- [WORK ITEM] Every line of the records that holds the word "memory" should be copied out.

(Beginning of EXERCISE INPUT)

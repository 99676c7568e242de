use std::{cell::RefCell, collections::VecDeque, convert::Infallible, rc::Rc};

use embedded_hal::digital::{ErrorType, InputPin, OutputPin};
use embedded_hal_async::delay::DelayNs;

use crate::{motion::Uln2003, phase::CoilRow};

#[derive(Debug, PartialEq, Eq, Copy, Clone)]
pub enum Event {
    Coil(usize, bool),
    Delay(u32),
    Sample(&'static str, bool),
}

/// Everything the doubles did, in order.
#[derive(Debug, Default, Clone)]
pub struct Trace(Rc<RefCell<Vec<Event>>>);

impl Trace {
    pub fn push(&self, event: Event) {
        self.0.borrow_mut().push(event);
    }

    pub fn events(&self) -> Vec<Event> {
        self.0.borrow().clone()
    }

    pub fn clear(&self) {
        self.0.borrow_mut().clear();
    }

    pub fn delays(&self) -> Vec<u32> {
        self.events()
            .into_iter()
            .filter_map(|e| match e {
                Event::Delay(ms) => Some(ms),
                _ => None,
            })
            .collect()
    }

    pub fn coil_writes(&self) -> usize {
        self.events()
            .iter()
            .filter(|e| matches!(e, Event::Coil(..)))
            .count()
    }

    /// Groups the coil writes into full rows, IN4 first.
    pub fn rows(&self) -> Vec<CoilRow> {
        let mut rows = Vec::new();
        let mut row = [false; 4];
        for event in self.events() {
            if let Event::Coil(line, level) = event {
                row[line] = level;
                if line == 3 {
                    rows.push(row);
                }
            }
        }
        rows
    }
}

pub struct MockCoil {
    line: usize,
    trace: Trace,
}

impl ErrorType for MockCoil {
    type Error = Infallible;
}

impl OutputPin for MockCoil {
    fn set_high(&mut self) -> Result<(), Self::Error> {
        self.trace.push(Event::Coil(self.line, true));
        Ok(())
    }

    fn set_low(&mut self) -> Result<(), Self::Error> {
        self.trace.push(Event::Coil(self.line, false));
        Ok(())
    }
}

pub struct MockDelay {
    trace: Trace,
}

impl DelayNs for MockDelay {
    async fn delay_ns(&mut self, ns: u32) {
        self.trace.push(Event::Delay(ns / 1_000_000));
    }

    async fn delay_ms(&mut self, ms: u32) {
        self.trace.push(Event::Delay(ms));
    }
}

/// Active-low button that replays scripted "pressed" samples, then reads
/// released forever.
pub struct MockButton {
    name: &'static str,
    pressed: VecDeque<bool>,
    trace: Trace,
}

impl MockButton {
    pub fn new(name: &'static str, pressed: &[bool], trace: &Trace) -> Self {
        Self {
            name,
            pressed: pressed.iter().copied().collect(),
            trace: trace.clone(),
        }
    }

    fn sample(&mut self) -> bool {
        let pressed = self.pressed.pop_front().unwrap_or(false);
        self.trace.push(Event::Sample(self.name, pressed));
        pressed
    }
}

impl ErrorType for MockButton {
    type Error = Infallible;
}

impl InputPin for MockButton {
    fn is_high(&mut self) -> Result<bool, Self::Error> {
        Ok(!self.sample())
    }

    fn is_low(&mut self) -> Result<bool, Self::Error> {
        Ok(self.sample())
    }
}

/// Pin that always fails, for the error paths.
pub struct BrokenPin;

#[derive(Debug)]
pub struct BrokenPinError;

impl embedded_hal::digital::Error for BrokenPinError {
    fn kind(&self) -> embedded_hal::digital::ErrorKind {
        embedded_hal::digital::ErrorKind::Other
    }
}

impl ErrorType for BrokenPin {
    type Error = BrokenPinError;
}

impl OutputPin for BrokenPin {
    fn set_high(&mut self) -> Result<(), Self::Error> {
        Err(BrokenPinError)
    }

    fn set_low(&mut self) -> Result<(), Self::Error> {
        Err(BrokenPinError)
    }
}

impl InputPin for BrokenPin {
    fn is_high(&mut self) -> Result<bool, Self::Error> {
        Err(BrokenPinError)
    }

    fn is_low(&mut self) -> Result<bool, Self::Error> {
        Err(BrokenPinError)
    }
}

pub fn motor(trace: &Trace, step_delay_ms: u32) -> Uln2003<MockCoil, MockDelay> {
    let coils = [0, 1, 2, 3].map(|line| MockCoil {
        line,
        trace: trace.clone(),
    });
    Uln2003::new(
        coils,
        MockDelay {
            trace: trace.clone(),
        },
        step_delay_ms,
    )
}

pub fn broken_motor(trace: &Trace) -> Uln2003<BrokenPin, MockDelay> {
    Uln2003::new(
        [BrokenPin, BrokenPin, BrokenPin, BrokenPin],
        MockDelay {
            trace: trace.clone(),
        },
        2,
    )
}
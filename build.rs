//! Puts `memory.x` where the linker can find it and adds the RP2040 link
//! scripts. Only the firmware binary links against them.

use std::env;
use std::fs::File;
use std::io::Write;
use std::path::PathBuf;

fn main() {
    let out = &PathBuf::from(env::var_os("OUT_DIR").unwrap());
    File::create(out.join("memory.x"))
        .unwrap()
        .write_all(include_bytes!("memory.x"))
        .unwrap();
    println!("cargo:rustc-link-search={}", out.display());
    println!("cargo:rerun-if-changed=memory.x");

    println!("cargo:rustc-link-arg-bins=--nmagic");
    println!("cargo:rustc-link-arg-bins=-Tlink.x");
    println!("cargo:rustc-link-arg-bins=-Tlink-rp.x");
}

(End of EXERCISE INPUT)

- [ANSWER BELOW]
//! Puts `memory.x` where the linker can find it and adds the RP2040 link
    File::create(out.join("memory.x"))
        .write_all(include_bytes!("memory.x"))
    println!("cargo:rerun-if-changed=memory.x");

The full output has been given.